Today the LHC circulated two beams simultaneously for the first time, allowing the operators to test the synchronization of the beams and giving the experiments their first chance to look for proton-proton collisions. With just one bunch of particles circulating in each direction, the beams can be made to cross in up to two places in the ring. From early in the afternoon, the beams were made to cross at
points 1 and 5, home to the ATLAS and CMS detectors, both of which were on the lookout for collisions. Later, beams crossed at points 2 and 8, ALICE and LHCb.
"It's a great achievement to have come this far in so short a time," said CERN Director General Rolf Heuer. "But we need to keep a sense of perspective - there's still much to do before we can start the LHC physics programme."

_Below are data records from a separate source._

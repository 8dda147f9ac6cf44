//! News service
//!
//! Administrator-authored announcements. Unlike accounts and theses,
//! news items are hard deleted.

use chrono::Utc;
use tracing::{info, instrument};
use uuid::Uuid;
use validator::Validate;

use thesis_core::{DomainError, NewsItem, NewsWithAuthor};

use crate::dto::{CreateNewsRequest, NewsResponse, UpdateNewsRequest};

use super::context::ServiceContext;
use super::error::ServiceResult;
use super::list_query;

/// News announcement service
pub struct NewsService<'a> {
    ctx: &'a ServiceContext,
}

impl<'a> NewsService<'a> {
    /// Create a new NewsService
    pub fn new(ctx: &'a ServiceContext) -> Self {
        Self { ctx }
    }

    /// Resolve the author's display name for a single-item response
    async fn with_author(&self, item: NewsItem) -> ServiceResult<NewsResponse> {
        let author = self
            .ctx
            .account_repo()
            .find_admin(item.author_id)
            .await?
            .ok_or(DomainError::AdminNotFound(item.author_id))?;
        Ok(NewsResponse::from(&NewsWithAuthor {
            item,
            author_name: author.name,
        }))
    }

    /// Publish an announcement
    #[instrument(skip(self, request), fields(author_id = %author_id))]
    pub async fn create_news(
        &self,
        author_id: Uuid,
        request: CreateNewsRequest,
    ) -> ServiceResult<NewsResponse> {
        request.validate()?;

        let item = NewsItem::new(Uuid::new_v4(), author_id, request.title, request.body);
        self.ctx.news_repo().create(&item).await?;

        info!(news_id = %item.id, "News item published");
        self.with_author(item).await
    }

    /// Get an announcement by ID
    #[instrument(skip(self))]
    pub async fn get_news(&self, id: Uuid) -> ServiceResult<NewsResponse> {
        let item = self
            .ctx
            .news_repo()
            .find_by_id(id)
            .await?
            .ok_or(DomainError::NewsNotFound(id))?;
        self.with_author(item).await
    }

    /// Update an announcement
    #[instrument(skip(self, request))]
    pub async fn update_news(
        &self,
        id: Uuid,
        request: UpdateNewsRequest,
    ) -> ServiceResult<NewsResponse> {
        request.validate()?;

        let mut item = self
            .ctx
            .news_repo()
            .find_by_id(id)
            .await?
            .ok_or(DomainError::NewsNotFound(id))?;

        if let Some(title) = request.title {
            item.title = title;
        }
        if let Some(body) = request.body {
            item.body = body;
        }
        item.updated_at = Utc::now();

        self.ctx.news_repo().update(&item).await?;

        info!(news_id = %id, "News item updated");
        self.with_author(item).await
    }

    /// Permanently delete an announcement
    #[instrument(skip(self))]
    pub async fn delete_news(&self, id: Uuid) -> ServiceResult<()> {
        self.ctx.news_repo().delete(id).await?;
        info!(news_id = %id, "News item deleted");
        Ok(())
    }

    /// List announcements, newest first
    #[instrument(skip(self))]
    pub async fn list_news(
        &self,
        page: i64,
        limit: i64,
        search: Option<String>,
    ) -> ServiceResult<(Vec<NewsResponse>, i64)> {
        let query = list_query(page, limit, search, false);
        let (items, total) = self.ctx.news_repo().list(&query).await?;
        Ok((items.iter().map(NewsResponse::from).collect(), total))
    }
}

Beams were first tuned to produce collisions in the ATLAS detector, which recorded its first candidate for collisions at 14:22 this afternoon. Later, the beams were optimised for CMS. In the evening, ALICE had the first optimisation, followed by LHCb.
"This is great news, the start of a fantastic era of physics and hopefully discoveries after 20 years' work by the international community to build a machine and detectors of unprecedented complexity and performance," said ATLAS spokesperson Fabiola Gianotti.
"The events so far mark the start of the second half of this incredible voyage of discovery of the secrets of nature," said CMS spokesperson Tejinder Virdee.
"It was standing room only in the ALICE control room and cheers erupted with the first collisions," said ALICE spokesperson Jurgen Schukraft. "This is simply tremendous."
"The tracks we're seeing are beautiful," said LHCb spokesperson Andrei Golutvin, "we're all ready for serious data taking in a few days time."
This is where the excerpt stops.